ETF Capital Markets Desk: Trading, Arbitrage and the New ETF

    David Mann

    David MannHead of Capital Markets, Global Exchange-Traded Funds (ETFs), Franklin Templeton Investments

    Investors who purchase exchange-traded funds (ETFs) expect the price of an ETF to be in line with the value of its underlying basket of securities. ETF arbitrage is the process that keeps those two values in line. To conclude this series on ETF arbitrage. David Mann, our head of Capital Markets, Global Exchange-Traded Funds, discusses what could cause an ETF to trade outside its usual arbitrage bands.

    As we discussed in our previous post, there are three main groups of ETF market participants trading on a given day:  ETF investors (Group 1) ETF market makers (Group 2), and high-frequency stock traders (Group 3). Each of these groups will have varying interest in an ETF based on its asset class, intraday trading and volume, among other characteristics.

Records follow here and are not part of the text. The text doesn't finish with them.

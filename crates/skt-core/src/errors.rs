//! Cross-cutting error types for SkillTrack.
//!
//! This module defines errors that can originate from any crate in the system.
//! Storage errors (`DatabaseError`) and HTTP errors (`ApiError`) are defined in
//! their respective crates and convert from `CoreError` where needed.

use thiserror::Error;

/// Errors that can be raised by any SkillTrack crate.
#[derive(Debug, Error)]
pub enum CoreError {
    /// Entity lookup returned no result.
    #[error("{entity_type} not found")]
    NotFound { entity_type: String, id: String },

    /// Data failed validation (schema, format, constraints).
    ///
    /// The message is shown to API clients verbatim.
    #[error("{0}")]
    Validation(String),

    /// Catch-all for unexpected errors.
    #[error(transparent)]
    Other(#[from] anyhow::Error),
}

impl CoreError {
    /// Shorthand for a validation failure.
    pub fn validation(message: impl Into<String>) -> Self {
        Self::Validation(message.into())
    }
}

We can use the growth of an ETF to highlight how these groups interact.

    An ETF is Born

    With a new ETF, there may be only one—or very few—parties available to sell shares. These “Seeding Participants” are often ETF market makers who hold the initial inventory in a fund. These Seeding Participants are eager for a product to succeed, as they would prefer not to keep the inventory on their books.

    Investors who want to purchase shares of the new ETF (remember we have no shareholders yet!) will buy them from the ETF market maker. The price of the ETF will generally be around the ETF creation band, which represents the costs to the ETF market maker of buying and selling the underlying basket of securities.

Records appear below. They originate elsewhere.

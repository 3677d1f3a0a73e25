//! Request logging middleware.

use std::time::{Duration, Instant};

use axum::body::Body;
use axum::http::Request;
use axum::middleware::Next;
use axum::response::Response;

/// Requests slower than this are logged at WARN.
const SLOW_REQUEST: Duration = Duration::from_millis(100);

/// Log each request with its status and latency.
pub async fn logging_middleware(request: Request<Body>, next: Next) -> Response {
    let method = request.method().clone();
    let uri = request.uri().clone();
    tracing::debug!(%method, %uri, "request");

    let start = Instant::now();
    let response = next.run(request).await;
    let elapsed = start.elapsed();

    if elapsed > SLOW_REQUEST {
        tracing::warn!(%method, %uri, elapsed_ms = elapsed.as_millis(), "slow request");
    }
    tracing::info!(
        %method,
        %uri,
        status = response.status().as_u16(),
        elapsed_ms = elapsed.as_millis(),
        "response"
    );

    response
}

    ETF investors transacting with ETF market makers represent the majority of trading during this phase of the ETF lifecycle.

    An ETF grows

    This process continues as more investors are interested in the new ETF. The volumes start increasing, and the size of our hypothetical ETF starts growing as new shares are created to meet that investor demand. From the ETF market maker’s perspective, nothing has changed as they are still selling ETF shares at a price based on what the ETF basket is worth and then creating new ETF shares to satisfy the demand. The trading will still occur around the ETF creation band.

    Eventually, some of the early buyers of our new ETF will want to sell their position. This introduces a new dynamic where existing shareholders are trading with new investors.

    The amount of existing shareholders transacting with new investors will dictate how involved the ETF market makers need to be on a given day as the buying/selling pressure will push the price of the ETF towards its redemption or creation arbitrage band. Note, the trading can now start occurring within the ETF arbitrage bands.

    The majority of trading is still primarily from Group 1 and Group 2, although now there is more activity with Group 1 trading amongst themselves. Group 3 is still on the sideline, waiting for the volume to increase even further.

    An ETF Matures

    Eventually our hypothetical ETF starts trading hundreds of thousands of shares each day, and the assets grow into the billions. High-frequency stock traders are likely to get involved at this stage as they can now buy and sell enough shares each day to fit their model. Since market demand is the driver of their model, these traders will push the price higher or lower based on the market sentiment that day.  Note, all three groups are now active in this ETF, and the trading can occur anywhere, even outside the arbitrage bands.

    The Potential Cost of Liquidity

    Let’s spend a little more time on this last stage of the trading and price discovery process. On the surface, large amounts of volume sound great as optically, the bid/ask spreads will be very tight.

    However, the liquidity can come at a potential cost, which is the eventual participation of the aforementioned high-frequency traders. As that group’s percentage of the daily volume increases, the ETF starts to trade more like a stock as opposed to a fund that has an underlying value.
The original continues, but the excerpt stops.